エストニアの首都タリン(Tallinn)。写真の旧市街一帯が世界遺産に登録されている。タリンは「デンマーク人の街」というエストニア語が語源でデンマーク、スウェーデン、ロシアとエストニアの支配者が次々に変わった影響で、それぞれの時代の建築が入り混じっている。
 
《エストニアについて》
 エストニアは1991年にソ連から独立を回復して30年余の人口約135万人の国で、バルト三国で最北端に位置している。日本におけるエストニアのイメージと言えば、電子国家が代表的だが、戦間期にはエストニア軍が日本陸軍とソ連の軍事情報交換のみならず、日エ共同で対ソ謀略を展開していた歴史がある。

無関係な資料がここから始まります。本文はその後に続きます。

//! Segmented coordinate model and algebra.
//!
//! A feature's location is a list of [`Segment`]s in biological 5'→3'
//! order, serialized as `start..stop:strand[,start..stop:strand...]`.
//! Segments are 1-based and inclusive at both ends; a spliced or
//! otherwise disjoint feature simply carries more than one segment, and
//! the segments need not be in ascending numeric order.
//!
//! | Strand | Invariant | Traversal |
//! |--------|-----------|-----------|
//! | `+` | start <= stop | ascending |
//! | `-` | start >= stop | descending |
//!
//! Parsing and serialization are exact inverses: `parse(serialize(x)) == x`
//! and `serialize(parse(s)) == s` for all well-formed inputs.
//!
//! # Examples
//!
//! ```
//! use ferro_coords::coords::Coords;
//!
//! let coords: Coords = "1..300:+,400..651:+".parse().unwrap();
//! assert_eq!(coords.len(), 552);
//! assert_eq!(coords.to_string(), "1..300:+,400..651:+");
//! ```

use serde::{Deserialize, Serialize};
use std::fmt;
use std::str::FromStr;

use crate::error::CoordsError;
use crate::Result;

mod project;

/// Strand orientation
#[derive(Debug, Clone, Copy, PartialEq, Eq, Hash, Serialize, Deserialize)]
pub enum Strand {
    /// Plus/forward strand (`+`)
    Forward,
    /// Minus/reverse strand (`-`)
    Reverse,
}

impl Strand {
    /// The opposite strand.
    #[inline]
    pub fn flip(self) -> Self {
        match self {
            Strand::Forward => Strand::Reverse,
            Strand::Reverse => Strand::Forward,
        }
    }

    /// Step direction when walking positions 5'→3' on this strand.
    #[inline]
    pub(crate) fn step(self) -> i64 {
        match self {
            Strand::Forward => 1,
            Strand::Reverse => -1,
        }
    }
}

impl fmt::Display for Strand {
    fn fmt(&self, f: &mut fmt::Formatter<'_>) -> fmt::Result {
        match self {
            Strand::Forward => write!(f, "+"),
            Strand::Reverse => write!(f, "-"),
        }
    }
}

impl FromStr for Strand {
    type Err = CoordsError;

    fn from_str(s: &str) -> Result<Self> {
        match s {
            "+" => Ok(Strand::Forward),
            "-" => Ok(Strand::Reverse),
            _ => Err(CoordsError::format(s, "strand must be '+' or '-'")),
        }
    }
}

/// One contiguous (start, stop, strand) run within a coords string.
///
/// Positions are 1-based and inclusive. On the forward strand
/// `start <= stop`; on the reverse strand `start >= stop` (the segment is
/// traversed from `start` down to `stop`). Both orderings denote
/// `|stop - start| + 1` positions.
#[derive(Debug, Clone, Copy, PartialEq, Eq, Hash, Serialize, Deserialize)]
pub struct Segment {
    start: u64,
    stop: u64,
    strand: Strand,
}

impl Segment {
    /// Create a segment, validating the strand/order invariant.
    pub fn new(start: u64, stop: u64, strand: Strand) -> Result<Self> {
        if start == 0 || stop == 0 {
            return Err(CoordsError::format(
                format!("{}..{}:{}", start, stop, strand),
                "positions are 1-based; zero is not a valid position",
            ));
        }
        match strand {
            Strand::Forward if start > stop => Err(CoordsError::format(
                format!("{}..{}:{}", start, stop, strand),
                "forward-strand segment requires start <= stop",
            )),
            Strand::Reverse if start < stop => Err(CoordsError::format(
                format!("{}..{}:{}", start, stop, strand),
                "reverse-strand segment requires start >= stop",
            )),
            _ => Ok(Self {
                start,
                stop,
                strand,
            }),
        }
    }

    /// 5' position of the segment (first position traversed).
    #[inline]
    pub fn start(&self) -> u64 {
        self.start
    }

    /// 3' position of the segment (last position traversed).
    #[inline]
    pub fn stop(&self) -> u64 {
        self.stop
    }

    /// Strand orientation.
    #[inline]
    pub fn strand(&self) -> Strand {
        self.strand
    }

    /// Number of positions covered.
    #[inline]
    pub fn len(&self) -> u64 {
        self.start.abs_diff(self.stop) + 1
    }

    /// Lowest numeric position covered.
    #[inline]
    pub fn low(&self) -> u64 {
        self.start.min(self.stop)
    }

    /// Highest numeric position covered.
    #[inline]
    pub fn high(&self) -> u64 {
        self.start.max(self.stop)
    }

    /// Whether `pos` falls within this segment.
    pub fn contains(&self, pos: u64) -> bool {
        pos >= self.low() && pos <= self.high()
    }

    /// Position reached after walking `offset` steps from the 5' end in
    /// the strand's traversal direction. `offset` must be `< len()`.
    pub(crate) fn walk(&self, offset: u64) -> u64 {
        debug_assert!(offset < self.len());
        match self.strand {
            Strand::Forward => self.start + offset,
            Strand::Reverse => self.start - offset,
        }
    }
}

impl fmt::Display for Segment {
    fn fmt(&self, f: &mut fmt::Formatter<'_>) -> fmt::Result {
        write!(f, "{}..{}:{}", self.start, self.stop, self.strand)
    }
}

impl FromStr for Segment {
    type Err = CoordsError;

    fn from_str(s: &str) -> Result<Self> {
        let (span, strand_str) = s
            .rsplit_once(':')
            .ok_or_else(|| CoordsError::format(s, "expected 'start..stop:strand'"))?;
        let (start_str, stop_str) = span
            .split_once("..")
            .ok_or_else(|| CoordsError::format(s, "expected 'start..stop' span"))?;
        let start: u64 = start_str
            .parse()
            .map_err(|_| CoordsError::format(s, "start is not a valid position"))?;
        let stop: u64 = stop_str
            .parse()
            .map_err(|_| CoordsError::format(s, "stop is not a valid position"))?;
        let strand: Strand = strand_str
            .parse()
            .map_err(|_| CoordsError::format(s, "strand must be '+' or '-'"))?;
        Segment::new(start, stop, strand)
    }
}

/// An ordered list of segments locating one feature.
///
/// Segment order is biological 5'→3' order, which for spliced or
/// origin-spanning features is not necessarily ascending numeric order.
#[derive(Debug, Clone, PartialEq, Eq, Hash, Serialize, Deserialize)]
pub struct Coords(Vec<Segment>);

impl Coords {
    /// Build from a non-empty segment list.
    pub fn from_segments(segments: Vec<Segment>) -> Result<Self> {
        if segments.is_empty() {
            return Err(CoordsError::format(
                "",
                "coords must contain at least one segment",
            ));
        }
        Ok(Self(segments))
    }

    /// A single-segment coords.
    pub fn from_segment(segment: Segment) -> Self {
        Self(vec![segment])
    }

    /// The segments, in 5'→3' order.
    #[inline]
    pub fn segments(&self) -> &[Segment] {
        &self.0
    }

    /// Number of segments.
    #[inline]
    pub fn segment_count(&self) -> usize {
        self.0.len()
    }

    /// Total number of positions covered, summed over segments.
    pub fn len(&self) -> u64 {
        self.0.iter().map(Segment::len).sum()
    }

    /// True when there are no segments.
    pub fn is_empty(&self) -> bool {
        self.0.is_empty()
    }

    /// First segment in 5'→3' order.
    pub fn first(&self) -> &Segment {
        &self.0[0]
    }

    /// Last segment in 5'→3' order.
    pub fn last(&self) -> &Segment {
        &self.0[self.0.len() - 1]
    }

    /// Reverse complement of this coords over a source sequence of
    /// `total_len` positions: segment order is reversed, every position
    /// `p` maps to `total_len - p + 1`, and every strand flips.
    ///
    /// Applying this twice with the same `total_len` is the identity.
    pub fn reverse_complement(&self, total_len: u64) -> Result<Coords> {
        let mut out = Vec::with_capacity(self.0.len());
        for seg in self.0.iter().rev() {
            if seg.high() > total_len {
                return Err(CoordsError::range(format!(
                    "segment {} exceeds sequence length {}",
                    seg, total_len
                )));
            }
            out.push(Segment::new(
                total_len - seg.start + 1,
                total_len - seg.stop + 1,
                seg.strand.flip(),
            )?);
        }
        Coords::from_segments(out)
    }

    /// The segment of greatest length; ties broken by first occurrence.
    pub fn max_length_segment(&self) -> Segment {
        let mut best = self.0[0];
        for seg in &self.0[1..] {
            if seg.len() > best.len() {
                best = *seg;
            }
        }
        best
    }
}

impl fmt::Display for Coords {
    fn fmt(&self, f: &mut fmt::Formatter<'_>) -> fmt::Result {
        for (i, seg) in self.0.iter().enumerate() {
            if i > 0 {
                write!(f, ",")?;
            }
            write!(f, "{}", seg)?;
        }
        Ok(())
    }
}

impl FromStr for Coords {
    type Err = CoordsError;

    fn from_str(s: &str) -> Result<Self> {
        if s.is_empty() {
            return Err(CoordsError::format(s, "empty coords string"));
        }
        let segments = s
            .split(',')
            .map(Segment::from_str)
            .collect::<Result<Vec<_>>>()?;
        Coords::from_segments(segments)
    }
}

#[cfg(test)]
mod tests {
    use super::*;

    fn coords(s: &str) -> Coords {
        s.parse().unwrap()
    }

    #[test]
    fn test_parse_single_forward() {
        let c = coords("1..300:+");
        assert_eq!(c.segment_count(), 1);
        assert_eq!(c.first().start(), 1);
        assert_eq!(c.first().stop(), 300);
        assert_eq!(c.first().strand(), Strand::Forward);
    }

    #[test]
    fn test_parse_single_reverse() {
        let c = coords("300..1:-");
        assert_eq!(c.first().start(), 300);
        assert_eq!(c.first().stop(), 1);
        assert_eq!(c.first().strand(), Strand::Reverse);
        assert_eq!(c.len(), 300);
    }

    #[test]
    fn test_parse_spliced() {
        let c = coords("1..100:+,200..350:+");
        assert_eq!(c.segment_count(), 2);
        assert_eq!(c.len(), 100 + 151);
    }

    #[test]
    fn test_roundtrip_serialize_parse() {
        for s in [
            "1..300:+",
            "300..1:-",
            "1..100:+,200..350:+",
            "7..7:+",
            "6161..7000:+,1..120:+",
            "500..301:-,100..1:-",
        ] {
            assert_eq!(coords(s).to_string(), s);
        }
    }

    #[test]
    fn test_roundtrip_parse_serialize() {
        let c = coords("1..100:+,200..350:+");
        let reparsed: Coords = c.to_string().parse().unwrap();
        assert_eq!(reparsed, c);
    }

    #[test]
    fn test_parse_rejects_malformed() {
        for s in [
            "",
            "1..300",
            "1..300:*",
            "1-300:+",
            "x..300:+",
            "1..y:+",
            "1..300:+,",
            "0..10:+",
            "10..0:-",
        ] {
            assert!(
                matches!(s.parse::<Coords>(), Err(CoordsError::Format { .. })),
                "expected format error for '{}'",
                s
            );
        }
    }

    #[test]
    fn test_parse_rejects_strand_order_mismatch() {
        assert!("300..1:+".parse::<Coords>().is_err());
        assert!("1..300:-".parse::<Coords>().is_err());
    }

    #[test]
    fn test_single_position_segment_valid_either_strand() {
        assert!("7..7:+".parse::<Coords>().is_ok());
        assert!("7..7:-".parse::<Coords>().is_ok());
    }

    #[test]
    fn test_length() {
        assert_eq!(coords("1..300:+").len(), 300);
        assert_eq!(coords("300..1:-").len(), 300);
        assert_eq!(coords("1..3:+,4..6:+,20..21:+").len(), 8);
        assert_eq!(coords("5..5:+").len(), 1);
        assert!(!coords("5..5:+").is_empty());
    }

    #[test]
    fn test_reverse_complement_single() {
        // 1..3:+ over a 6nt sequence becomes 6..4:-
        let rc = coords("1..3:+").reverse_complement(6).unwrap();
        assert_eq!(rc.to_string(), "6..4:-");
    }

    #[test]
    fn test_reverse_complement_multi() {
        let rc = coords("1..3:+,4..6:+").reverse_complement(6).unwrap();
        assert_eq!(rc.to_string(), "3..1:-,6..4:-");
    }

    #[test]
    fn test_reverse_complement_involutive() {
        for s in ["1..300:+", "300..1:-", "1..100:+,200..350:+", "7..7:+"] {
            let c = coords(s);
            let twice = c
                .reverse_complement(400)
                .unwrap()
                .reverse_complement(400)
                .unwrap();
            assert_eq!(twice, c, "involution failed for '{}'", s);
        }
    }

    #[test]
    fn test_reverse_complement_preserves_length() {
        let c = coords("1..3:+,4..6:+,20..21:+");
        let rc = c.reverse_complement(21).unwrap();
        assert_eq!(rc.len(), c.len());
    }

    #[test]
    fn test_reverse_complement_out_of_range() {
        let c = coords("1..3:+,4..6:+,20..21:+");
        assert!(matches!(
            c.reverse_complement(10),
            Err(CoordsError::Range { .. })
        ));
    }

    #[test]
    fn test_max_length_segment_first_occurrence_stable() {
        // 1..3 and 4..6 tie at length 3; the first wins.
        let c = coords("1..3:+,4..6:+,20..21:+");
        assert_eq!(c.max_length_segment().to_string(), "1..3:+");
    }

    #[test]
    fn test_max_length_segment_consistent_under_reverse_complement() {
        // The reverse complement of the max segment is the max segment of
        // the reverse complement of a single-segment coords.
        let max = coords("1..3:+,4..6:+,20..21:+").max_length_segment();
        let rc = Coords::from_segment(max).reverse_complement(6).unwrap();
        assert_eq!(rc.max_length_segment().to_string(), "6..4:-");
    }

    #[test]
    fn test_max_length_segment_strict_max() {
        let c = coords("1..2:+,10..40:+,50..52:+");
        assert_eq!(c.max_length_segment().to_string(), "10..40:+");
    }

    #[test]
    fn test_segment_contains() {
        let seg: Segment = "300..100:-".parse().unwrap();
        assert!(seg.contains(100));
        assert!(seg.contains(300));
        assert!(seg.contains(200));
        assert!(!seg.contains(99));
        assert!(!seg.contains(301));
    }

    #[test]
    fn test_segment_walk() {
        let fwd: Segment = "10..20:+".parse().unwrap();
        assert_eq!(fwd.walk(0), 10);
        assert_eq!(fwd.walk(10), 20);

        let rev: Segment = "20..10:-".parse().unwrap();
        assert_eq!(rev.walk(0), 20);
        assert_eq!(rev.walk(10), 10);
    }
}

 エストニアとの防衛協力の面では、我が国は2023年5月にエストニアの首都タリンに置かれている「NATOサイバー防衛協力センター」(CCDCOE)の正式なメンバー国となり、陸上自衛隊では偵察・輸送用途で導入されたエストニア製無人車輛THeMIS(テーミス)の試験が始まる。また、2024年度中には戦後初となる任国在勤の防衛駐在官がエストニアへ派遣される予定となっている。
 今年3月にはエストニア国防軍最高司令官のマルティン=へレム大将が来日したばかりで、吉田圭秀統合幕僚長との会談が行われた。吉田統幕長のエストニア訪問(23年9月)に対する答礼である。へレム大将はエストニア公共放送(ERR)の取材に対し、日本からデュアルユース製品を輸入し、エストニア製防衛装備に組み込む事で製造価格を抑える事が出来ると述べている。
 戦間期から日本と防衛協力を進めてきた歴史を持ち、先端技術に強いエストニアは今後のNATO・日本間の協力において、特に防衛技術面での有力なパートナー国となるであろう。
首都タリン市内の騎士通り。中世以来の街並みが残るエリアである。左から2番目の家は日本陸軍ロシア駐在武官の小畑敏四郎少佐(当時)がまだ日本とソ連の国交が無かった1920年代初頭にエストニアに駐在していた際、ソ連情報収集拠点として借りていた。